The Supreme Court gave judgment in these linked appeals today. The case concerns the new unified Tribunal system brought about by the Tribunals Courts and Enforcement Act 2007. The Court rejected the position of the Divisional Court and of the Court of Appeal which had each held that judicial review of the Upper Tribunal was available but only in two extreme circumstances: pre-Anisminic error of law (i.e. where a Tribunal has acted outside its jurisdiction altogether) or where there has been a wholesale collapse of fair procedure. This made judicial review virtually useless as a remedy.
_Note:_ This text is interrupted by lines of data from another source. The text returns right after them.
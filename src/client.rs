// Copyright (c) 2025 Erick Bourgeois, firestoned
// SPDX-License-Identifier: MIT

//! Remote object client contract.
//!
//! Controllers talk to NIOS only through [`RecordClient`]. The production
//! implementation is [`WapiClient`](crate::wapi::WapiClient); tests and local
//! runs use [`InMemoryRecordStore`](crate::memory::InMemoryRecordStore).
//!
//! A client is shared by every in-flight operation through an `Arc`, so it must
//! be `Send + Sync` and must not need `&mut self`.

use crate::errors::ClientError;
use crate::filter::RecordFilter;
use crate::schema::Schema;
use crate::wire::WireObject;
use async_trait::async_trait;

/// Per-call options understood by WAPI.
#[derive(Debug, Clone, PartialEq, Eq)]
pub struct RequestOptions {
    /// Fields to return in addition to the reference (`_return_fields2`)
    pub return_fields: Vec<String>,
    /// Wrap responses in `{"result": ...}` and return full objects from writes
    pub return_as_object: bool,
}

impl RequestOptions {
    /// Options that read back every readable attribute of `schema`.
    #[must_use]
    pub fn for_schema(schema: &Schema) -> Self {
        Self {
            return_fields: schema
                .return_fields()
                .into_iter()
                .map(str::to_string)
                .collect(),
            return_as_object: true,
        }
    }
}

impl Default for RequestOptions {
    fn default() -> Self {
        Self {
            return_fields: Vec::new(),
            return_as_object: true,
        }
    }
}

/// Operations on one WAPI object type.
///
/// Every method returns [`ClientError::NotFound`] when NIOS answers 404, so the
/// caller decides whether absence is an error.
#[async_trait]
pub trait RecordClient: Send + Sync + std::fmt::Debug {
    /// Fetch one object by identity.
    async fn get(
        &self,
        identity: &str,
        options: &RequestOptions,
    ) -> Result<WireObject, ClientError>;

    /// Create an object; the response carries the NIOS-assigned reference.
    async fn create(
        &self,
        object: &WireObject,
        options: &RequestOptions,
    ) -> Result<WireObject, ClientError>;

    /// Overwrite the fields present in `object` on an existing object.
    async fn replace(
        &self,
        identity: &str,
        object: &WireObject,
        options: &RequestOptions,
    ) -> Result<WireObject, ClientError>;

    /// Delete an object by identity.
    async fn delete(&self, identity: &str) -> Result<(), ClientError>;

    /// Search objects matching `filter`, in the order NIOS returns them.
    async fn list(
        &self,
        filter: &RecordFilter,
        options: &RequestOptions,
    ) -> Result<Vec<WireObject>, ClientError>;
}
impl Schema {
    /// Build a schema from an attribute table.
    #[must_use]
    pub fn new(attributes: &[Attribute]) -> Self {
        Self {
            attributes: attributes.to_vec(),
        }
    }

    /// Schema of the `record:a` resource.
    #[must_use]
    pub fn record_a() -> Self {
        Self::new(RECORD_A_ATTRIBUTES)
    }

    /// Schema of the A record collection data source.
    #[must_use]
    pub fn record_a_query() -> Self {
        Self::new(RECORD_A_QUERY_ATTRIBUTES)
    }

    /// All attributes in declaration order.
    #[must_use]
    pub fn attributes(&self) -> &[Attribute] {
        &self.attributes
    }

    /// Look up an attribute by name.
    #[must_use]
    pub fn attribute(&self, name: &str) -> Option<&Attribute> {
        self.attributes.iter().find(|a| a.name == name)
    }

    /// The same attributes with every one computed, as used for data source results.
    ///
    /// Defaults, validators and immutability only matter for user input, so
    /// they are dropped. Write-only attributes are never read back and have
    /// no place in a result.
    #[must_use]
    pub fn as_data_source(&self) -> Self {
        let attributes = self
            .attributes
            .iter()
            .filter(|attribute| !attribute.write_only)
            .map(|attribute| Attribute {
                cardinality: Cardinality::Computed,
                default: None,
                immutable: false,
                validators: &[],
                ..*attribute
            })
            .collect();
        Self { attributes }
    }

    /// Wire names of the fields to request back from the remote system.
    ///
    /// The reference is always returned and write-only fields never are, so
    /// both are left out.
    #[must_use]
    pub fn return_fields(&self) -> Vec<&'static str> {
        self.attributes
            .iter()
            .filter(|attribute| !attribute.write_only)
            .filter_map(Attribute::wire_name)
            .collect()
    }

    /// Validate a user configuration before any remote call.
    ///
    /// Checks, in order: unknown attribute names, computed-only attributes set by
    /// the user, value types, enumerated values, missing required attributes and
    /// co-requirements between attributes. Unknown values pass the value checks;
    /// a required attribute must be known by the time an operation applies it.
    #[must_use]
    pub fn validate(&self, config: &ValueTree) -> Diagnostics {
        self.check(config, true)
    }

    /// Validate a planned or prior-state tree at apply time.
    ///
    /// Same checks as [`Schema::validate`], except that computed-only values
    /// are accepted: the orchestrator sends them unknown in a plan and known in
    /// a previously returned state, and [`crate::convert::expand`] never sends
    /// them.
    #[must_use]
    pub fn validate_planned(&self, tree: &ValueTree) -> Diagnostics {
        self.check(tree, false)
    }

    fn check(&self, config: &ValueTree, reject_computed: bool) -> Diagnostics {
        let mut diagnostics = Diagnostics::new();

        for (name, value) in config.iter() {
            let Some(attribute) = self.attribute(name) else {
                diagnostics.push(Diagnostic::attribute_error(
                    name,
                    "Unsupported Attribute",
                    format!("An attribute named \"{name}\" is not expected here."),
                ));
                continue;
            };

            if reject_computed && attribute.cardinality.is_computed_only() && value.is_known() {
                diagnostics.push(Diagnostic::attribute_error(
                    name,
                    "Invalid Configuration for Read-Only Attribute",
                    format!("Cannot set value for attribute \"{name}\"; it is computed by NIOS."),
                ));
                continue;
            }

            let Value::Known(known) = value else {
                continue;
            };

            if !attribute.attr_type.matches(known) {
                diagnostics.push(Diagnostic::attribute_error(
                    name,
                    "Incorrect Attribute Type",
                    format!(
                        "Attribute \"{name}\" expects a {}, got a {}.",
                        attribute.attr_type.name(),
                        known.type_name()
                    ),
                ));
                continue;
            }

            for validator in attribute.validators {
                if let (Validator::OneOf(allowed), AttrValue::String(s)) = (validator, known) {
                    if !allowed.contains(&s.as_str()) {
                        diagnostics.push(Diagnostic::attribute_error(
                            name,
                            "Invalid Attribute Value Match",
                            format!(
                                "Attribute \"{name}\" value must be one of: {allowed:?}, got: {s:?}"
                            ),
                        ));
                    }
                }
            }
        }

        for attribute in &self.attributes {
            let value = config.get(attribute.name);

            if attribute.cardinality == Cardinality::Required {
                if value.is_null() {
                    diagnostics.push(Diagnostic::attribute_error(
                        attribute.name,
                        "Missing Configuration for Required Attribute",
                        format!(
                            "Must set a configuration value for the \"{}\" attribute.",
                            attribute.name
                        ),
                    ));
                } else if value.is_unknown() {
                    diagnostics.push(Diagnostic::attribute_error(
                        attribute.name,
                        "Unknown Value for Required Attribute",
                        format!(
                            "The \"{}\" attribute must be known before it can be applied.",
                            attribute.name
                        ),
                    ));
                }
            }

            // a value equal to the default says nothing the user chose
            if value.is_null() || attribute.holds_default(value) {
                continue;
            }
            for validator in attribute.validators {
                let Validator::AlsoRequires(others) = validator else {
                    continue;
                };
                for other in others.iter().filter(|other| config.get(other).is_null()) {
                    diagnostics.push(Diagnostic::attribute_error(
                        attribute.name,
                        "Invalid Attribute Combination",
                        format!(
                            "Attribute \"{other}\" must be specified when \"{}\" is specified",
                            attribute.name
                        ),
                    ));
                }
            }
        }

        diagnostics
    }

    /// Resolve the planned tree for a configuration.
    ///
    /// Null attributes that declare a default take the default; everything else,
    /// including unknown values, is kept as configured.
    #[must_use]
    pub fn apply_defaults(&self, config: &ValueTree) -> ValueTree {
        let mut planned = config.clone();
        for attribute in &self.attributes {
            if let Some(default) = attribute.default {
                if config.get(attribute.name).is_null() {
                    planned.set(attribute.name, Value::Known(default.to_value()));
                }
            }
        }
        planned
    }

    /// Check the declaration invariants of the table.
    ///
    /// Returns one message per violated invariant; an empty vector means the
    /// schema is well formed.
    #[must_use]
    pub fn check_invariants(&self) -> Vec<String> {
        let mut violations = Vec::new();
        for attribute in &self.attributes {
            let name = attribute.name;
            if attribute.cardinality == Cardinality::Required && attribute.default.is_some() {
                violations.push(format!("required attribute '{name}' declares a default"));
            }
            if attribute.cardinality.is_computed_only()
                && (attribute.default.is_some() || !attribute.validators.is_empty())
            {
                violations.push(format!("computed attribute '{name}' accepts user input settings"));
            }
            if attribute.write_only && attribute.cardinality.is_computed() {
                violations.push(format!("write-only attribute '{name}' is computed"));
            }
            if let Some(default) = attribute.default {
                if !attribute.attr_type.matches(&default.to_value()) {
                    violations.push(format!("default of '{name}' does not match its type"));
                }
            }
            for validator in attribute.validators {
                if let Validator::AlsoRequires(others) = validator {
                    for other in others.iter().filter(|o| self.attribute(o).is_none()) {
                        violations.push(format!("'{name}' requires unknown attribute '{other}'"));
                    }
                }
            }
            if self.attributes.iter().filter(|a| a.name == name).count() > 1 {
                violations.push(format!("attribute '{name}' is declared twice"));
            }
        }
        violations
    }
}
In Scotland, the Court of Session had gone the other way and held that judicial review was not so restricted. On this jurisdictional issue, the Supreme Court allowed the appeals of Cart and MR (Pakistan), and rejected the appeal of the Advocate-General for Scotland in Eba. It held that judicial review is available but on a significantly broader basis which is that, before permission for judicial review is granted, the court should be satisfied that the case raises an important point of principle or practice or that there is some other compelling reason for the Administrative Court to hear the case. This is the same as the second-appeals test which appears in s.55 of the Access to Justice Act 1999 governing, for example, certain appeals from the county court to the Court of Appeal. It also appears in s.13(6) of the TCEA 2007 governing appeals from the Upper Tribunal to the Court of Appeal.
On the particular facts, the Court held that neither Cart nor MR (Pakistan) raised issues which passed that test. The importance of the case lies however in the significant opening up of judicial review which goes materially further than the decisions of the Divisional Court and of the Court of Appeal but which does not permit a a completely unrestricted form of judicial review.